Six days later, with the encouragement and support of Alvin Wirtz, 28 year old Lyndon Johnson announced his intention to run for Buchanan’s seat. Promising to bring electricity to the rural areas of his Hill Country district, Johnson won the election over a field of eight candidates. His campaign slogan “A vote for Johnson is a vote for Roosevelt and progress.”
Johnson and Wirtz became powerful allies of the LCRA, and together they were responsible for much of the Authority’s success.
A severe flood in July, 1938, despite the completion of Buchanan Dam, caused considerable damage all the way to the coast and prompted an investigation into the LCRA’s flood control plan. In a general meeting at the House of Representatives Chamber of the State Capitol, Johnson informed the assembled masses that, “the federal government came in and said it was advisable, if we were to control such floods as we had in 1935 – and last week, to raise that Marshall Ford Dam from 109 feet to 265 feet.”
Early in 1939, the LCRA board of directors formally agreed to reserve 800,000 acre-feet of storage capacity at Marshall Ford dam for flood control purposes. This additional storage space would be provided by raising the height of the dam to the full 266 feet at a cost of $17 million above the previously approved budget.
The money for the higher dam was provided by the U.S. Bureau of Reclamation and the Public Works Administration in a bill rescued by Texan Sam Rayburn, who was the majority leader of the House. The bill passed on May 10, 1939, and the LCRA began its last important step in harnessing the full fury of the Colorado. The generators at Marshall Ford went into operation on January 27, 1941, and construction was completed in May 1942.
The LCRA Board voted on February 21, 1941, to change the dam’s name to Mansfield Dam, after U.S. Representative J.J. Mansfield, then eighty years old.
LYNDON and the DAM
The rise of Lyndon Johnson’s political career during the 1930′s and 1940′s so perfectly paralleled the rise of the LCRA that it seems likely that neither Lyndon nor the LCRA could have succeeded without the other.

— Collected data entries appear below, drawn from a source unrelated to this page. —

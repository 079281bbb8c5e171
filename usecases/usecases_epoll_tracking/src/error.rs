//! Error Module
//!
//! Contract violations by the caller of the tracking engine. None of these
//! come from the observed program; they mean the interception layer reported
//! a sequence the kernel could not have produced.

use entities_epoll_state::{Epfd, Fd};
use thiserror::Error;

#[derive(Debug, Clone, PartialEq, Eq, Error)]
pub enum TrackingError {
    #[error("epoll instance {handle} is not tracked")]
    UnknownInstance { handle: Epfd },

    #[error("fd {fd} is not registered with epoll instance {handle}")]
    UnknownDescriptor { handle: Epfd, fd: Fd },

    #[error("registration index out of sync for fd {fd} and epoll instance {handle}")]
    IndexOutOfSync { handle: Epfd, fd: Fd },
}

In 1934 young congressional aide Lyndon Johnson helped Alvin J. Wirtz and Thomas Ferguson to speed approval of financing of the newly formed Lower Colorado River Authority from the Public Works Administration. “We left there feeling he could get you into any place,” Ferguson later remarked of Johnson.

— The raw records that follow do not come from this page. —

//! Diagnostics Module
//!
//! Structured records of detected inconsistencies and the sinks that
//! receive them. A diagnostic never changes what the observed program does;
//! it is only reported.

use std::fmt;

use entities_epoll_state::{Epfd, Fd};

/// How serious a diagnostic is
#[derive(Debug, Clone, Copy, PartialEq, Eq, PartialOrd, Ord, Hash)]
pub enum Severity {
    /// Suspicious bookkeeping, likely harmless for the program
    Warning,
    /// Readiness that the program lost track of
    Error,
}

impl fmt::Display for Severity {
    fn fmt(&self, f: &mut fmt::Formatter<'_>) -> fmt::Result {
        match self {
            Severity::Warning => write!(f, "warning"),
            Severity::Error => write!(f, "error"),
        }
    }
}

/// What was detected
#[derive(Debug, Clone, Copy, PartialEq, Eq, Hash)]
pub enum DiagnosticKind {
    /// `epoll_create` returned a handle that is already tracked
    DuplicateInstance,
    /// Input monitoring was removed before any input was consumed
    UndrainedRead,
    /// Output monitoring was removed before anything was written
    UndrainedWrite,
}

impl DiagnosticKind {
    pub fn severity(self) -> Severity {
        match self {
            DiagnosticKind::DuplicateInstance => Severity::Warning,
            DiagnosticKind::UndrainedRead | DiagnosticKind::UndrainedWrite => Severity::Error,
        }
    }
}

/// One detected inconsistency
#[derive(Debug, Clone, PartialEq, Eq)]
pub struct Diagnostic {
    pub severity: Severity,
    pub kind: DiagnosticKind,
    pub handle: Option<Epfd>,
    pub fd: Option<Fd>,
    pub message: String,
}

impl Diagnostic {
    pub fn duplicate_instance(handle: Epfd) -> Self {
        Self::new(
            DiagnosticKind::DuplicateInstance,
            Some(handle),
            None,
            format!("epoll instance {} is registered already", handle),
        )
    }

    pub fn undrained_read(handle: Epfd, fd: Fd) -> Self {
        Self::new(
            DiagnosticKind::UndrainedRead,
            Some(handle),
            Some(fd),
            format!(
                "fd {} was monitored for input by epoll instance {}, never had its input consumed \
                 and is no longer monitored for input",
                fd, handle
            ),
        )
    }

    pub fn undrained_write(handle: Epfd, fd: Fd) -> Self {
        Self::new(
            DiagnosticKind::UndrainedWrite,
            Some(handle),
            Some(fd),
            format!(
                "fd {} was monitored for output by epoll instance {}, never had anything written \
                 and is no longer monitored for output",
                fd, handle
            ),
        )
    }

    /// Note that the registration was edge-triggered: the readiness that
    /// was lost will not be reported again
    #[must_use]
    pub fn on_edge_triggered(mut self) -> Self {
        self.message.push_str(" (edge-triggered: pending readiness is not reported again)");
        self
    }

    fn new(kind: DiagnosticKind, handle: Option<Epfd>, fd: Option<Fd>, message: String) -> Self {
        Self {
            severity: kind.severity(),
            kind,
            handle,
            fd,
            message,
        }
    }
}

impl fmt::Display for Diagnostic {
    fn fmt(&self, f: &mut fmt::Formatter<'_>) -> fmt::Result {
        write!(f, "{}: {}", self.severity, self.message)
    }
}

/// Receiver of diagnostics
#[cfg_attr(test, mockall::automock)]
pub trait DiagnosticSink {
    fn report(&mut self, diagnostic: Diagnostic);
}

impl<S: DiagnosticSink + ?Sized> DiagnosticSink for &mut S {
    fn report(&mut self, diagnostic: Diagnostic) {
        (**self).report(diagnostic)
    }
}

/// Writes every diagnostic through the `log` facade
#[derive(Debug, Clone, Copy, Default)]
pub struct LogSink;

impl DiagnosticSink for LogSink {
    fn report(&mut self, diagnostic: Diagnostic) {
        match diagnostic.severity {
            Severity::Warning => log::warn!(target: "epoll_checker", "{}", diagnostic.message),
            Severity::Error => log::error!(target: "epoll_checker", "{}", diagnostic.message),
        }
    }
}

/// Keeps every diagnostic in memory, in report order
#[derive(Debug, Clone, Default)]
pub struct RecordingSink {
    diagnostics: Vec<Diagnostic>,
}

impl RecordingSink {
    pub fn new() -> Self {
        Self::default()
    }

    pub fn diagnostics(&self) -> &[Diagnostic] {
        &self.diagnostics
    }

    pub fn len(&self) -> usize {
        self.diagnostics.len()
    }

    pub fn is_empty(&self) -> bool {
        self.diagnostics.is_empty()
    }

    /// Number of recorded diagnostics of `kind`
    pub fn count(&self, kind: DiagnosticKind) -> usize {
        self.diagnostics.iter().filter(|d| d.kind == kind).count()
    }

    /// Remove and return everything recorded so far
    pub fn take(&mut self) -> Vec<Diagnostic> {
        std::mem::take(&mut self.diagnostics)
    }
}

impl DiagnosticSink for RecordingSink {
    fn report(&mut self, diagnostic: Diagnostic) {
        self.diagnostics.push(diagnostic);
    }
}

In 1937 Lyndon Johnson was back in Austin, serving as the Texas director of the National Youth Administration, when Congressman J.P. Buchanan, the LCRA’s cheif advocate in Washington, died of a heart attack. Johnson asked advice on whether he should run for Buchanan’s seat from his friend and mentor Alvin Wirtz. Wirtz advised Johnson that he was perhaps too young and was also from the smallest county in the district.
With his campaign funding already in hand, Johnson decided to take his chances and was elected over a field of 8 candidates. Having run on the promise to bring electricity to his constituents, he then began to work with the LCRA to make it happen. The cornerstones of his Congressional agenda were rural development, flood control, and cheap electrical power for all.
One of his first accomplishments was to push through a bill written by Wirtz to authorize the construction of Mansfield Dam.
When the existing private utility companies offered to buy the LCRA’s hydropower, Johnson argued that, “The present high electric rates in Texas are inexcusable and beyond reason. Rural electrification offers the Authority the opportunity to put into effect the principles and aims behind the total administration program in which it has been given a chance to exist in the first place – a control of floods and the turning of power into channels for a better life for farmers, ranchers and residents of small cities.”
He traveled tirelessly, recruiting members for the Pedernales Electric Co-op and, when its funding was approved, convinced the REA to shorten six months of paperwork to a single day so that he could hand-deliver the good news to the people of his district.
In 1938 Johnson persuaded the federal government to provide $10 million to the LCRA for completion of current projects, construction of transmission lines and retirement of outstanding debt, then chided the LCRA for acting so slowly to achieve its full potential.
He was involved in almost every ensuing LCRA project: defending flood control decisions, calling for increasing the height of Mansfield Dam, and reminding the Board that it was authorized to enact soil conservation programs. For the following two decades he worked tirelessly for the benefit of his constituents through the policies of the LCRA.
“Of all the endeavors on which I have worked in public life, I am proudest of the accomplishment in developing the Colorado River.
It is not the damming of the streams or the harnessing of the floods in which I take pride, but rather in the ending of the waste of the region.
The region – so unproductive in my youth – is now a vital part of the national economy and potential. More important, the wastage of human resources in the whole region has been reduced. Men and women have been released from the waste of drudgery and toil against the unyielding rocks of the Texas hills. This is the true fulfillment of the true responsibility of government.”